Kate Bush est de retour! Non, pas vraiment, mais ce deuxième album du groupe pop art/baroque anglais, The Last Dinner Party, donne à major l’ambiance de The Dreaming ou Hounds of Love. Je sais que je ne suis même pas proche de la première personne à établir ce lien, mais écoutez simplement une chanson comme « The Scythe » et dites-moi que cela ne ressemble pas à l’époque de la reine anglaise des années 80.
From The Pyre vous emmène dans un voyage médiéval, tirant parti des relations modernes et des histoires mythiques qui sonnent arrachées aux contes de Canterbury de Chaucer. La chanteuse principale, Abigail Morris, déploie vraiment sa gamme lyrique sur des chansons comme » Inferno « et » This is the Killer Speaking », cette dernière ayant de magnifiques harmonies vocales qui sonnent parfois comme une chorale complète. C’est aussi l’ambiance maximaliste et orchestrale—qui rend des morceaux comme l’ouverture indie rock « Agnus Dei », le « Rifle » à combustion lente et le « Woman is a Tree » teinté de viking, une sensation revigorante. « Second Best » mène également l’ambiance d’opéra rock queenish que je pense que le Dernier dîner était prévu.
Ces chansons sont énormes, superposées de telle manière qu’elles ressemblent parfois à la bande originale d’une comédie musicale shakespearienne tapageuse ou d’un combat de rue Britpop sale.
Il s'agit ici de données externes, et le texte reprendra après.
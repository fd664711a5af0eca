use crate::services::parameters::ServiceParameters;
use crate::services::read_property::ReadPropertyAck;

service_table! {
    /// Service payload of a Complex-ACK PDU. Only services that answer with
    /// data appear here.
    pub enum ServiceAck in ServiceAck {
        0x03 => GetAlarmSummary(ServiceParameters),
        0x04 => GetEnrollmentSummary(ServiceParameters),
        0x06 => AtomicReadFile(ServiceParameters),
        0x07 => AtomicWriteFile(ServiceParameters),
        0x0A => CreateObject(ServiceParameters),
        0x0C => ReadProperty(ReadPropertyAck),
        0x0D => ReadPropertyConditional(ServiceParameters),
        0x0E => ReadPropertyMultiple(ServiceParameters),
        0x12 => ConfirmedPrivateTransfer(ServiceParameters),
        0x15 => VtOpen(ServiceParameters),
        0x17 => VtData(ServiceParameters),
        0x18 => Authenticate(ServiceParameters),
        0x1A => ReadRange(ServiceParameters),
        0x1D => GetEventInformation(ServiceParameters),
    }
}

/// The acknowledgement table under its confirmed-service name.
pub type ConfirmedServiceAck = ServiceAck;

#[cfg(test)]
mod tests {
    use super::ServiceAck;
    use crate::encoding::{encode::Encode, reader::Reader};
    use crate::error::Layer;
    use crate::DecodeError;

    #[test]
    fn read_property_ack() {
        let bytes = [
            0x0C, 0x0C, 0x00, 0x00, 0x00, 0x01, 0x19, 0x55, 0x3E, 0x44, 0x42, 0x91, 0x00, 0x00,
            0x3F,
        ];
        let mut r = Reader::new(&bytes);
        let ack = ServiceAck::decode(&mut r, bytes.len()).unwrap();
        assert!(matches!(ack, ServiceAck::ReadProperty(_)));
        assert_eq!(ack.to_bytes().unwrap(), bytes);
    }

    #[test]
    fn choices_without_ack_are_unknown() {
        for choice in [0x00u8, 0x05, 0x0F, 0x14] {
            let buf = [choice];
            let mut r = Reader::new(&buf);
            assert_eq!(
                ServiceAck::decode(&mut r, 1).unwrap_err(),
                DecodeError::UnknownVariant {
                    layer: Layer::ServiceAck,
                    value: choice as u16
                }
            );
        }
    }
}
Je préfère l’ambiance parfois plus sombre et nettement plus théâtrale que leur premier album, Prelude to Ecstasy. Le groupe a également enrôlé l’aide de près de 30 musiciens suppléants au violoncelle, alto, violon, trombone, cor français et saxophone. Les dames n’ont vraiment pas baisé avec cette sortie.
Je dois aussi donner des accessoires à la pochette de l’album; avec son style inspiré de Hieronymus Bosch, montrant tant de poches histrioniques, faisant peut-être référence à certains des thèmes de l’album? Difficile à dire, mais c’est un spectacle visuel.